Personal information
- Born: May 30, 1966 (age 60) Pullman, Washington, U.S.
- Listed height: 6 ft 8 in (2.03 m)
- Listed weight: 235 lb (107 kg)

Career information
- High school: Cheney (Cheney, Washington)
- College: Washington State (1984–1989)
- NBA draft: 1989: 2nd round, 50th overall pick
- Drafted by: New York Knicks
- Playing career: 1989–1994
- Position: Small forward
- Number: 23

Career history
- 1989–1992: New York Knicks
- 1992: Dallas Mavericks
- 1992–1993: Yakima Sun Kings
- 1993: Juver Murcia
- 1993: Yakima Sun Kings
- 1993–1994: Tri-City Chinook
- 1994: Rapid City Thrillers
- Stats at NBA.com
- Stats at Basketball Reference

= Brian Quinnett =

American basketball player

Brian Ralph Quinnett (born May 30, 1966) is an American former professional basketball player. A 6'8" small forward, Quinnett played three seasons in the National Basketball Association (NBA).
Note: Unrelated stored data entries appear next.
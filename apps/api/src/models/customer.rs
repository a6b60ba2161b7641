//! Helpers for the schemaless customer resource. Documents stay as raw BSON;
//! these functions translate between query strings, JSON bodies and BSON.

use chrono::{NaiveDate, TimeZone, Utc};
use mongodb::bson::{self, Bson, DateTime, Document};
use serde_json::{Map, Value};

pub const BIRTHDATE_FORMAT: &str = "%Y-%m-%d";

/// Builds an exact-match filter from query-string pairs.
/// `true`/`false` become booleans and integers become numbers; everything
/// else is matched as a string.
pub fn filter_from_query(params: &[(String, String)]) -> Document {
    let mut filter = Document::new();
    for (key, raw) in params {
        filter.insert(key.clone(), coerce_query_value(raw));
    }
    filter
}

fn coerce_query_value(raw: &str) -> Bson {
    match raw {
        "true" => Bson::Boolean(true),
        "false" => Bson::Boolean(false),
        _ => match raw.parse::<i64>() {
            Ok(n) => Bson::Int64(n),
            Err(_) => Bson::String(raw.to_string()),
        },
    }
}

/// Parses a `YYYY-MM-DD` date into a BSON datetime at UTC midnight.
pub fn parse_day(raw: &str) -> Option<DateTime> {
    let date = NaiveDate::parse_from_str(raw, BIRTHDATE_FORMAT).ok()?;
    let midnight = date.and_hms_opt(0, 0, 0)?;
    Some(DateTime::from_millis(
        Utc.from_utc_datetime(&midnight).timestamp_millis(),
    ))
}

/// Converts a JSON object into a BSON document.
pub fn json_to_document(map: Map<String, Value>) -> Result<Document, bson::ser::Error> {
    match bson::to_bson(&Value::Object(map))? {
        Bson::Document(doc) => Ok(doc),
        _ => Ok(Document::new()),
    }
}

/// Bodies that already use update operators pass through; a plain field map
/// is treated as `$set`.
pub fn into_update(body: Document) -> Document {
    if body.keys().any(|k| k.starts_with('$')) {
        body
    } else {
        let mut update = Document::new();
        update.insert("$set", body);
        update
    }
}

/// Renders a stored document as JSON with identifiers as hex strings and
/// datetimes as RFC 3339 strings.
pub fn document_to_json(doc: Document) -> Value {
    Value::Object(
        doc.into_iter()
            .map(|(k, v)| (k, bson_to_json(v)))
            .collect(),
    )
}

fn bson_to_json(value: Bson) -> Value {
    match value {
        Bson::ObjectId(oid) => Value::String(oid.to_hex()),
        Bson::DateTime(dt) => match dt.try_to_rfc3339_string() {
            Ok(s) => Value::String(s),
            Err(_) => Bson::DateTime(dt).into_relaxed_extjson(),
        },
        Bson::Document(doc) => document_to_json(doc),
        Bson::Array(items) => Value::Array(items.into_iter().map(bson_to_json).collect()),
        other => other.into_relaxed_extjson(),
    }
}

/// Looks up a dotted path, descending through embedded documents.
pub fn lookup<'a>(doc: &'a Document, path: &str) -> Option<&'a Bson> {
    let mut parts = path.split('.');
    let mut current = doc.get(parts.next()?)?;
    for part in parts {
        current = current.as_document()?.get(part)?;
    }
    Some(current)
}

/// Equality as the store applies it to a single-value filter: numbers compare
/// by value across widths and arrays match on any element.
pub fn loosely_equal(stored: &Bson, wanted: &Bson) -> bool {
    if let Bson::Array(items) = stored {
        if !matches!(wanted, Bson::Array(_)) {
            return items.iter().any(|item| loosely_equal(item, wanted));
        }
    }
    match (as_number(stored), as_number(wanted)) {
        (Some(a), Some(b)) => a == b,
        _ => stored == wanted,
    }
}

fn as_number(value: &Bson) -> Option<f64> {
    match value {
        Bson::Int32(n) => Some(f64::from(*n)),
        Bson::Int64(n) => Some(*n as f64),
        Bson::Double(n) => Some(*n),
        _ => None,
    }
}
Upon graduation from Washington State University, Quinnett was selected by the New York Knicks in the second round (50th pick overall) of the 1989 NBA draft. He played mainly for the Knicks, and also had a brief 1991–92 stint with the Dallas Mavericks (traded for center James Donaldson). His best year as a professional was during the 1990–91 season, appearing in 68 games and averaging 4.7 ppg.

After leaving the NBA, Quinnett played briefly in the Continental Basketball Association (CBA) and also overseas for Spain's CB Murcia.